Roberto Farneti (University of Bolzano/Bozen and Institut für Sozialforschung, Frankfurt)
On Twins and other Mimetic Clones: The Politics of Mimesis in the Israeli/Palestinian Conflict

Benny Morris has used the metaphor of the “twins” to stress the symmetry of the polarization between Israelis and Palestinians. Discussing the nature of the terrorist wave leading to the assassination of Yitzhak Rabin, Morris has stated that “the Muslim enemies of peace nurtured and activated their Israeli twins.” Elements of mimetic violence can be gleaned in the arch-conflict of our time, and many observers have stressed the striking, twin-like similarities between the rivals.

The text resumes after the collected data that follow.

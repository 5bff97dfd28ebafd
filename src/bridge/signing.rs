//! Signing client over Tendermint RPC
//!
//! Automatic fees follow the usual Cosmos client recipe: simulate a draft
//! transaction, scale the gas used by 1.3 (rounded to the nearest unit), and
//! pay for it at the configured gas price.

use crate::client::{
    DeliverTxResponse, EncodeObject, Fee, SigningClient, SigningClientConnector,
    SigningClientOptions, StdFee,
};
use crate::coins::GasPrice;
use crate::rpc::cosmos::{SimulateRequest, SimulateResponse};
use crate::rpc::TendermintRpc;
use crate::wallet::{OfflineSigner, SignRequest};
use crate::{Error, Result};
use async_trait::async_trait;
use jsonrpsee::rpc_params;
use prost::Message;
use serde::Deserialize;
use std::sync::atomic::{AtomicBool, Ordering};
use std::sync::Arc;
use tracing::{debug, info};

/// Headroom applied to simulated gas, as numerator over [`GAS_MULTIPLIER_DENOMINATOR`]
pub const GAS_MULTIPLIER: u64 = 13;
pub const GAS_MULTIPLIER_DENOMINATOR: u64 = 10;

const SIMULATE_PATH: &str = "/cosmos.tx.v1beta1.Service/Simulate";

#[derive(Debug, Deserialize)]
struct NodeStatus {
    node_info: NodeInfo,
}

#[derive(Debug, Deserialize)]
struct NodeInfo {
    network: String,
}

/// Gas limit for a simulated usage; integer math, half rounds up
pub(crate) fn gas_limit(gas_used: u64) -> u64 {
    let scaled = u128::from(gas_used) * u128::from(GAS_MULTIPLIER);
    let denominator = u128::from(GAS_MULTIPLIER_DENOMINATOR);
    u64::try_from((scaled + denominator / 2) / denominator).unwrap_or(u64::MAX)
}

/// Fee for a simulated gas usage
pub(crate) fn auto_fee(gas_used: u64, gas_price: &GasPrice) -> StdFee {
    let gas_limit = gas_limit(gas_used);
    StdFee::new(gas_price.fee_for(gas_limit), gas_limit)
}

fn parse_gas_used(payload: &[u8]) -> Result<u64> {
    SimulateResponse::decode(payload)?
        .gas_info
        .map(|gas_info| gas_info.gas_used)
        .ok_or_else(|| Error::Rpc("simulation response without gas info".to_string()))
}

/// Opens [`RpcSigningClient`]s
#[derive(Debug, Default, Clone, Copy)]
pub struct RpcSigningConnector;

#[async_trait]
impl SigningClientConnector for RpcSigningConnector {
    async fn connect_with_signer(
        &self,
        rpc_endpoint: &str,
        signer: Arc<dyn OfflineSigner>,
        options: SigningClientOptions,
    ) -> Result<Arc<dyn SigningClient>> {
        let rpc = TendermintRpc::new(rpc_endpoint)?;
        let status: NodeStatus = rpc.call("status", rpc_params![]).await?;

        info!(
            endpoint = rpc_endpoint,
            chain_id = %status.node_info.network,
            gas_price = %options.gas_price,
            "Signing client connected"
        );

        Ok(Arc::new(RpcSigningClient::new(
            rpc,
            signer,
            options,
            status.node_info.network,
        )))
    }
}

pub struct RpcSigningClient {
    rpc: TendermintRpc,
    signer: Arc<dyn OfflineSigner>,
    gas_price: GasPrice,
    chain_id: String,
    closed: AtomicBool,
}

impl RpcSigningClient {
    pub fn new(
        rpc: TendermintRpc,
        signer: Arc<dyn OfflineSigner>,
        options: SigningClientOptions,
        chain_id: String,
    ) -> Self {
        Self {
            rpc,
            signer,
            gas_price: options.gas_price,
            chain_id,
            closed: AtomicBool::new(false),
        }
    }

    pub fn chain_id(&self) -> &str {
        &self.chain_id
    }

    fn ensure_open(&self) -> Result<()> {
        if self.closed.load(Ordering::SeqCst) {
            return Err(Error::Rpc("signing client is disconnected".to_string()));
        }
        Ok(())
    }

    /// Gas used by `messages`, per a node-side simulation
    async fn simulate(&self, signer_address: &str, messages: &[EncodeObject]) -> Result<u64> {
        let draft = SignRequest {
            chain_id: self.chain_id.clone(),
            messages: messages.to_vec(),
            fee: StdFee {
                amount: vec![],
                gas: "0".to_string(),
            },
            memo: String::new(),
        };
        let encoded = self
            .signer
            .encode_for_simulation(signer_address, &draft)
            .await?;

        let request = SimulateRequest {
            tx_bytes: encoded.tx_bytes,
        };
        let response = self
            .rpc
            .abci_query(SIMULATE_PATH, &request.encode_to_vec())
            .await?;
        if response.code != 0 {
            // Contract errors surface here, before anything is signed
            return Err(Error::SubmissionFailed(response.log));
        }

        let gas_used = parse_gas_used(&response.into_value()?)?;
        debug!(gas_used = gas_used, "Simulated transaction");
        Ok(gas_used)
    }
}

#[async_trait]
impl SigningClient for RpcSigningClient {
    async fn sign_and_broadcast(
        &self,
        signer_address: &str,
        messages: Vec<EncodeObject>,
        fee: Fee,
    ) -> Result<DeliverTxResponse> {
        self.ensure_open()?;

        let fee = match fee {
            Fee::Fixed(fee) => fee,
            Fee::Auto => auto_fee(
                self.simulate(signer_address, &messages).await?,
                &self.gas_price,
            ),
        };

        let request = SignRequest {
            chain_id: self.chain_id.clone(),
            messages,
            fee,
            memo: String::new(),
        };
        let signed = self.signer.sign(signer_address, &request).await?;

        let response = self.rpc.broadcast_tx_sync(&signed.tx_bytes).await?;
        info!(
            tx_hash = %response.hash,
            code = response.code,
            codespace = %response.codespace,
            "Transaction broadcast"
        );

        Ok(DeliverTxResponse {
            transaction_hash: response.hash,
            code: response.code,
            raw_log: response.log,
        })
    }

    /// Further calls fail; the HTTP pool is released with the last reference
    async fn disconnect(&self) {
        self.closed.store(true, Ordering::SeqCst);
    }
}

Mimetic theory has challenged a number of conventional approaches to the nature and springs of human discord, arguing that conflicts often arise when the rivals notice distinctive similarities in the attitude and outlook of one other. And it is precisely when polarization and mimetic antagonism escalate that the rivals begin to perceive one another as one of a kind: in the words of the French anthropologist René Girard, “as the crisis grows more acute, the community members are transformed into ‘twins,’ matching images of violence. I would be tempted to say that they are each doubles of the other” (Girard, Violence and the Sacred: 79). The paper brings mimetic theory to bear on the Israeli/Palestinian war, and shows how a number of wars which are currently escalating worldwide are modeled around this arch-conflict. They display the same mimetic structure and replicate the same pattern of mutual hostility. It is, in fact, the East-West cleavage that the Israeli/Palestinian arch-conflict and the ensuing new wars are eventually widening; it is, in other words—and to paraphrase Morris—the Eastern enemies of peace which activate their Western twins (and the other way around). The war between Israelis and Palestinians is presented as a case in point of a more general pattern:  the “tragic struggle of the doubles” mentioned by Girard in his last book Achever Clausewitz.

Roberto Farneti is Assistant Professor of Politics at the School of Economics and Management of the Free University of Bozen/Bolzano. A political theorist specializing in Comparative Politics, Political Theory, and the History of Political Thought, Roberto has had visiting research and teaching posts at the University of California, Los Angeles (2003-5), Columbia University (2003), Oxford University (2000), and Brown University (2000). He has published extensively on Thomas Hobbes (in English, in the Pacific Philosophical Quarterly and in the Cambridge Companion to Hobbes’s Leviathan, ed. P. Springborg, Cambridge University Press). His work has appeared (or will soon appear) in peer-refereed journals such as History of Political Thought (2006 and 2007), Critical Inquiry (2006), Polity (2009), Theory & Event (2008), Philosophy & Social Criticism (2006, 2008, and 2009), The Review of Politics (2009), Philosophia (2009), Critical Review of International Social and Political Philosophy (2005 and 2010), and Theoria (2008). He is the author of the book Il canone moderno: Filosofia politica e genealogia (Turin: Bollati Boringhieri, 2002) which received a special nomination in the 2003 National Awards for Philosophy. He is currently working on two book-length projects entitled respectively Reframing Political Theory and A Natural History of Europe.
 
Roberto will be occasionally on leave this year as he is the recipient of an Alexander von Humboldt Fellowship for Experienced Researchers at the Institut für Politikwissenschaft of the J.W. Goethe Universität, Frankfurt am Main.